Consider the following.

*y* = ln(*x*5),    (1, 0)

(a)

Find *y* ′.

To find \( y' \) (the derivative of \( y \) with respect to \( x \)), given the function \( y = \ln(x^5) \) and the point \( (1, 0) \), we'll proceed as follows:

### Step 1: Simplify the logarithmic expression
We can use the logarithm power rule:
\[
y = \ln(x^5) = 5\ln(x)
\]

### Step 2: Differentiate the function
Now, differentiate \( y = 5\ln(x) \) with respect to \( x \):
\[
y' = \frac{d}{dx}[5\ln(x)] = 5 \cdot \frac{d}{dx}[\ln(x)]
\]
\[
y' = 5 \cdot \frac{1}{x} = \frac{5}{x}
\]

### Step 3: Evaluate the derivative at the given point
We are asked to find the derivative at the point \( (1, 0) \).
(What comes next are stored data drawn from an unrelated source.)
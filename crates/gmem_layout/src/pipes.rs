//! Binning pipe assignment.
//!
//! A pipe is a rectangular block of tiles that shares one hardware
//! visibility-stream resource. The hardware pipe table has a fixed number
//! of slots, so unused trailing slots are reported as zeroed placeholders.

use gmem_protocol::{GenerationCaps, GmemBudget, PipePolicy};
use smallvec::SmallVec;

use crate::GmemLayout;

/// Inline capacity for the pipe table. Every supported generation exposes
/// at most eight physical pipe slots.
pub const MAX_PIPE_SLOTS: usize = 8;

/// Axis-aligned block of tiles, in tile-grid coordinates.
#[derive(Debug, Clone, Copy, PartialEq, Eq, Default)]
pub struct Pipe {
    pub x: u32,
    pub y: u32,
    pub w: u32,
    pub h: u32,
}

impl Pipe {
    pub fn tile_count(&self) -> u32 {
        self.w * self.h
    }
}

/// Fixed-size hardware pipe table: always `budget.max_pipes` entries, the
/// first `used` of which cover tiles.
#[derive(Debug, Clone, PartialEq, Eq, Default)]
pub struct PipeTable {
    slots: SmallVec<[Pipe; MAX_PIPE_SLOTS]>,
    used: usize,
}

impl PipeTable {
    /// Number of pipes that cover tiles. At least 1 once assigned, even
    /// when the covering pipe is a zeroed placeholder for an empty grid.
    pub fn used(&self) -> usize {
        self.used
    }

    /// The full fixed-size slot table, placeholders included.
    pub fn slots(&self) -> &[Pipe] {
        &self.slots
    }

    pub fn used_pipes(&self) -> &[Pipe] {
        &self.slots[..self.used]
    }

    pub fn get(&self, index: usize) -> Option<&Pipe> {
        self.slots.get(index)
    }
}

/// Partitions the tile grid into pipes and records the chosen
/// tiles-per-pipe extents on the layout.
pub fn assign_pipes(
    layout: &mut GmemLayout,
    budget: &GmemBudget,
    caps: &GenerationCaps,
) -> PipeTable {
    let (tpp_x, tpp_y) = tiles_per_pipe(layout, budget, caps);
    layout.tpp_x = tpp_x;
    layout.tpp_y = tpp_y;

    let mut slots: SmallVec<[Pipe; MAX_PIPE_SLOTS]> = SmallVec::with_capacity(budget.max_pipes);
    let mut xoff = 0u32;
    let mut yoff = 0u32;
    while slots.len() < budget.max_pipes {
        if xoff >= layout.nbins_x {
            xoff = 0;
            yoff += tpp_y;
        }
        if yoff >= layout.nbins_y {
            break;
        }
        slots.push(Pipe {
            x: xoff,
            y: yoff,
            w: tpp_x.min(layout.nbins_x - xoff),
            h: tpp_y.min(layout.nbins_y - yoff),
        });
        xoff += tpp_x;
    }

    // at least one pipe is always reported
    let used = slots.len().max(1);
    while slots.len() < budget.max_pipes {
        slots.push(Pipe::default());
    }

    PipeTable { slots, used }
}

fn tiles_per_pipe(layout: &GmemLayout, budget: &GmemBudget, caps: &GenerationCaps) -> (u32, u32) {
    match caps.pipe_policy {
        PipePolicy::FixedGrid { tiles_x, tiles_y } => (tiles_x, tiles_y),
        PipePolicy::Adaptive => {
            let max_pipes =
                u32::try_from(budget.max_pipes).expect("pipe slot count exceeds u32 range");
            let mut tpp_x = 1u32;
            let mut tpp_y = 1u32;
            while layout.nbins_y.div_ceil(tpp_y) > max_pipes {
                tpp_y += 2;
            }
            while layout.nbins_y.div_ceil(tpp_y) * layout.nbins_x.div_ceil(tpp_x) > max_pipes {
                tpp_x += 1;
            }
            (tpp_x, tpp_y)
        }
    }
}
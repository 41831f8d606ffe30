use super::*;

#[test]
fn scissor_contains_rect_is_max_exclusive() {
    let scissor = Scissor::new(32, 32, 128, 96);
    assert!(scissor.contains_rect(32, 32, 96, 64));
    assert!(scissor.contains_rect(64, 48, 32, 16));
    assert!(!scissor.contains_rect(32, 32, 97, 64));
    assert!(!scissor.contains_rect(31, 32, 32, 32));
    assert!(!scissor.contains_rect(64, 80, 32, 32));
}

#[test]
fn scissor_expand_covers_both_rects() {
    let mut scissor = Scissor::new(100, 100, 200, 200);
    scissor.expand_to_include(&Scissor::new(50, 150, 120, 300));
    assert_eq!(scissor, Scissor::new(50, 100, 200, 300));
}

#[test]
fn framebuffer_enabled_kinds_tracks_nonzero_cpp() {
    let mut fb = FramebufferDescriptor::new(640, 480);
    assert!(!fb.has_attachments());
    assert_eq!(fb.enabled_kinds(), BufferKinds::empty());

    fb.color_cpp[0] = 4;
    fb.depth_cpp = 3;
    fb.stencil_cpp = 1;
    assert!(fb.has_attachments());
    assert_eq!(
        fb.enabled_kinds(),
        BufferKinds::COLOR | BufferKinds::DEPTH | BufferKinds::STENCIL
    );
}

#[test]
fn budget_validate_accepts_sane_values() {
    GmemBudget {
        total_bytes: 256 * 1024,
        align_w: 32,
        align_h: 32,
        max_bin_width: 512,
        max_pipes: 8,
    }
    .validate();
}

#[test]
#[should_panic(expected = "power of two")]
fn budget_validate_rejects_unaligned_bins() {
    GmemBudget {
        total_bytes: 256 * 1024,
        align_w: 24,
        align_h: 32,
        max_bin_width: 512,
        max_pipes: 8,
    }
    .validate();
}

#[test]
fn class_budgets_validate_for_every_bin_width_cap() {
    for max_bin_width in [
        GmemBudget::MAX_BIN_WIDTH_LEGACY,
        GmemBudget::MAX_BIN_WIDTH_BINNING,
        GmemBudget::MAX_BIN_WIDTH_WIDE,
    ] {
        let budget = GmemBudget::for_class(256 * 1024, max_bin_width);
        budget.validate();
        assert_eq!(budget.align_w, 32);
        assert_eq!(budget.max_pipes, 8);
    }
}

#[test]
fn generation_presets_match_hardware_policies() {
    let fixed = GenerationCaps::fixed_grid();
    assert_eq!(
        fixed.pipe_policy,
        PipePolicy::FixedGrid {
            tiles_x: 6,
            tiles_y: 6
        }
    );
    assert_eq!(fixed.sequencing, TileSequencing::PackedRowCol);

    let adaptive = GenerationCaps::adaptive();
    assert_eq!(adaptive.pipe_policy, PipePolicy::Adaptive);
    assert_eq!(adaptive.sequencing, TileSequencing::PerPipeCounter);
}
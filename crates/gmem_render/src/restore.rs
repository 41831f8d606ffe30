//! Restore decisions for the tiled path.
//!
//! Before drawing a tile, any buffer whose prior contents are still needed
//! must be restored from system memory into GMEM. Clears invalidate that
//! need: a full clear drops the restore mark entirely, and a partial
//! (scissored) clear lets tiles fully inside the cleared rectangle skip
//! the restore.

use gmem_layout::Tile;
use gmem_protocol::{BufferKinds, Scissor};

/// Clear and restore bookkeeping for one pass.
///
/// Only the most recent clear scissor per buffer kind is kept; multiple
/// partial clears collapse to the last one. The common case is a single
/// clear, and the collapse only costs unnecessary restores, never stale
/// data.
#[derive(Debug, Clone, Copy, PartialEq, Eq, Default)]
pub struct ClearState {
    restore: BufferKinds,
    cleared: BufferKinds,
    partial_cleared: BufferKinds,
    color_scissor: Option<Scissor>,
    depth_scissor: Option<Scissor>,
    stencil_scissor: Option<Scissor>,
}

impl ClearState {
    /// Called by the draw pass when a draw reads or blends against prior
    /// contents of `kinds`.
    pub fn mark_restore(&mut self, kinds: BufferKinds) {
        self.restore |= kinds;
    }

    /// Records a clear of `kinds`. A full-surface clear (`scissor: None`)
    /// invalidates prior contents, so it drops restore marks and any
    /// partial state; a scissored clear records the rectangle last-wins.
    pub fn record_clear(&mut self, kinds: BufferKinds, scissor: Option<Scissor>) {
        self.cleared |= kinds;
        match scissor {
            None => {
                self.restore -= kinds;
                self.partial_cleared -= kinds;
            }
            Some(rect) => {
                self.partial_cleared |= kinds;
                if kinds.contains(BufferKinds::COLOR) {
                    self.color_scissor = Some(rect);
                }
                if kinds.contains(BufferKinds::DEPTH) {
                    self.depth_scissor = Some(rect);
                }
                if kinds.contains(BufferKinds::STENCIL) {
                    self.stencil_scissor = Some(rect);
                }
            }
        }
    }

    pub fn restore_mask(&self) -> BufferKinds {
        self.restore
    }

    pub fn cleared(&self) -> BufferKinds {
        self.cleared
    }

    pub fn partial_cleared(&self) -> BufferKinds {
        self.partial_cleared
    }

    fn clear_scissor(&self, kind: BufferKinds) -> Option<Scissor> {
        if kind == BufferKinds::COLOR {
            self.color_scissor
        } else if kind == BufferKinds::DEPTH {
            self.depth_scissor
        } else if kind == BufferKinds::STENCIL {
            self.stencil_scissor
        } else {
            None
        }
    }
}

/// Whether `tile` must be restored from system memory before drawing, for
/// any of the queried buffer kinds.
///
/// A tile skips the restore when the kind was never marked, or when the
/// kind was partially cleared and the tile lies fully inside the recorded
/// clear scissor (the clear already wrote correct data there).
pub fn needs_restore(clear: &ClearState, tile: &Tile, kinds: BufferKinds) -> bool {
    if !clear.restore_mask().intersects(kinds) {
        return false;
    }

    for kind in [BufferKinds::COLOR, BufferKinds::DEPTH, BufferKinds::STENCIL] {
        if !kinds.contains(kind) || !clear.partial_cleared().contains(kind) {
            continue;
        }
        if let Some(scissor) = clear.clear_scissor(kind) {
            if scissor.contains_rect(tile.xoff, tile.yoff, tile.bin_w, tile.bin_h) {
                return false;
            }
        }
    }

    true
}
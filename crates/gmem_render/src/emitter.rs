//! Collaborator contracts for generation-specific command emission.

use gmem_layout::{MAX_PIPE_SLOTS, Pipe, RenderGeometry, Tile};
use smallvec::SmallVec;

use crate::{RenderPass, ResourceError, SubmissionError, SyncHandle};

/// Per-generation command-stream emission callbacks. The orchestrator
/// guarantees the tiled-path call order: `emit_tile_init` once, then for
/// every tile in raster order `emit_tile_prep`, `emit_tile_mem2gmem` (only
/// when a restore is needed), `emit_tile_renderprep`, `emit_command_buffer`,
/// `emit_tile_gmem2mem`, and finally `emit_tile_fini`.
pub trait TileEmitter {
    /// One-time GMEM geometry setup. Hardware-binning generations patch
    /// recorded draw-command placeholders with final per-pipe metadata here
    /// and issue the binning pass through a sub-command-buffer.
    fn emit_tile_init(&mut self, pass: &RenderPass, geometry: &RenderGeometry);

    /// Per-tile screen-scissor setup.
    fn emit_tile_prep(&mut self, pass: &RenderPass, tile: &Tile);

    /// System memory to GMEM transfer for the buffers this tile restores.
    fn emit_tile_mem2gmem(&mut self, pass: &RenderPass, tile: &Tile);

    /// Per-tile window-scissor/offset setup, and the visibility-stream
    /// pointer for this tile's pipe on hardware-binning generations.
    fn emit_tile_renderprep(&mut self, pass: &RenderPass, tile: &Tile);

    /// GMEM to system memory resolve for the pass's resolve set.
    fn emit_tile_gmem2mem(&mut self, pass: &RenderPass, tile: &Tile);

    fn emit_tile_fini(&mut self, _pass: &RenderPass) {}

    /// Whole-framebuffer setup for the direct path.
    fn emit_sysmem_prep(&mut self, pass: &RenderPass);

    fn emit_sysmem_fini(&mut self, _pass: &RenderPass) {}

    /// Replays the pass's recorded draw commands into the destination
    /// stream (once per tile on the tiled path, once on the direct path).
    fn emit_command_buffer(&mut self, pass: &RenderPass);

    /// Hardware query bookkeeping before rendering starts.
    fn prepare_queries(&mut self, _pass: &RenderPass, _tile_count: u32) {}

    fn prepare_tile_queries(&mut self, _pass: &RenderPass, _tile_index: u32) {}
}

/// Submission boundary. Flushing hands the accumulated command buffer to
/// the kernel; the hardware may wait on `in_fence` before executing, and
/// the caller may request an exported sync handle for external waiters.
pub trait CommandSink {
    fn flush(
        &mut self,
        in_fence: Option<SyncHandle>,
        want_out_fence: bool,
    ) -> Result<Submission, SubmissionError>;
}

#[derive(Debug, Clone, Copy, PartialEq, Eq)]
pub struct Submission {
    pub timestamp: u32,
    pub out_fence: Option<SyncHandle>,
}

/// Allocates the binning visibility-stream backing for one pipe. Sizing
/// is the device layer's concern; it sees the pipe's tile extent.
pub trait VisibilityAllocator {
    type Handle;

    fn allocate(&mut self, pipe: &Pipe) -> Result<Self::Handle, ResourceError>;
}

/// Visibility-stream handles per pipe slot, allocated on first use and
/// reused across passes until a relayout invalidates the sizing.
#[derive(Debug)]
pub struct PipeResourcePool<H> {
    handles: SmallVec<[Option<H>; MAX_PIPE_SLOTS]>,
}

impl<H> PipeResourcePool<H> {
    pub fn new(max_pipes: usize) -> Self {
        Self {
            handles: (0..max_pipes).map(|_| None).collect(),
        }
    }

    pub fn invalidate(&mut self) {
        for slot in &mut self.handles {
            *slot = None;
        }
    }

    pub fn ensure<A>(
        &mut self,
        slot: usize,
        allocator: &mut A,
        pipe: &Pipe,
    ) -> Result<&H, ResourceError>
    where
        A: VisibilityAllocator<Handle = H>,
    {
        let entry = self
            .handles
            .get_mut(slot)
            .unwrap_or_else(|| panic!("pipe slot {slot} outside the hardware pipe table"));
        if entry.is_none() {
            *entry = Some(allocator.allocate(pipe)?);
        }
        Ok(entry.as_ref().expect("pipe slot populated above"))
    }

    pub fn get(&self, slot: usize) -> Option<&H> {
        self.handles.get(slot).and_then(|entry| entry.as_ref())
    }
}
//! Raster-order tile assignment.

use gmem_protocol::{GenerationCaps, TileSequencing};

use crate::{GmemLayout, PipeTable};

/// Field width of the packed row/col sequence encoding.
const PACKED_FIELD_BITS: u32 = 3;

/// One grid cell: pixel-space offset, clipped extent, owning pipe, and
/// sequence number within that pipe.
#[derive(Debug, Clone, Copy, PartialEq, Eq)]
pub struct Tile {
    pub xoff: u32,
    pub yoff: u32,
    pub bin_w: u32,
    pub bin_h: u32,
    pub pipe: u32,
    pub seq: u32,
}

/// Walks the grid row-major, top-to-bottom, left-to-right, clipping the
/// last row and column at the render-area boundary.
pub fn assign_tiles(layout: &GmemLayout, pipes: &PipeTable, caps: &GenerationCaps) -> Vec<Tile> {
    assert!(
        layout.tpp_x >= 1 && layout.tpp_y >= 1,
        "pipes must be assigned before tiles"
    );

    let pipes_per_row = layout.nbins_x.div_ceil(layout.tpp_x);
    let mut counters = vec![0u32; pipes.used()];
    let mut tiles = Vec::with_capacity(layout.tile_count());

    let mut yoff = layout.miny;
    for row in 0..layout.nbins_y {
        let bin_h = layout.bin_h.min(layout.miny + layout.height - yoff);
        let mut xoff = layout.minx;

        for col in 0..layout.nbins_x {
            let pipe = (row / layout.tpp_y) * pipes_per_row + col / layout.tpp_x;
            let pipe_index = pipe as usize;
            assert!(
                pipe_index < pipes.used(),
                "tile ({col}, {row}) maps to pipe {pipe} beyond the {} used slots",
                pipes.used()
            );

            let bin_w = layout.bin_w.min(layout.minx + layout.width - xoff);
            let seq = match caps.sequencing {
                TileSequencing::PerPipeCounter => {
                    let seq = counters[pipe_index];
                    counters[pipe_index] += 1;
                    seq
                }
                TileSequencing::PackedRowCol => {
                    let row_field = row % layout.tpp_y + 1;
                    let col_field = col % layout.tpp_x + 1;
                    assert!(
                        row_field < 1 << PACKED_FIELD_BITS && col_field < 1 << PACKED_FIELD_BITS,
                        "tiles-per-pipe too large for packed sequencing"
                    );
                    row_field << PACKED_FIELD_BITS | col_field
                }
            };

            tiles.push(Tile {
                xoff,
                yoff,
                bin_w,
                bin_h,
                pipe,
                seq,
            });
            xoff += bin_w;
        }
        yoff += bin_h;
    }

    tiles
}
Since \( x = 1 \) at this point:
\[
y' = \frac{5}{1} = 5
\]

So, the derivative \( y' \) at the point \( (1, 0) \) is:
\[
\boxed{5}
\]

Would you like to explore any more details or have additional questions? Here are some related questions to consider:

1. How does the power rule for logarithms work?
2. What is the derivative of a natural logarithm function?
3. How do you interpret the derivative of a logarithmic function?
4. How do you apply the derivative at a specific point?
5. What are the properties of logarithmic functions?

**Tip:** When differentiating functions involving logarithms, it's often helpful to simplify the logarithmic expression using the logarithm rules before differentiating. This can make the derivative much easier to compute.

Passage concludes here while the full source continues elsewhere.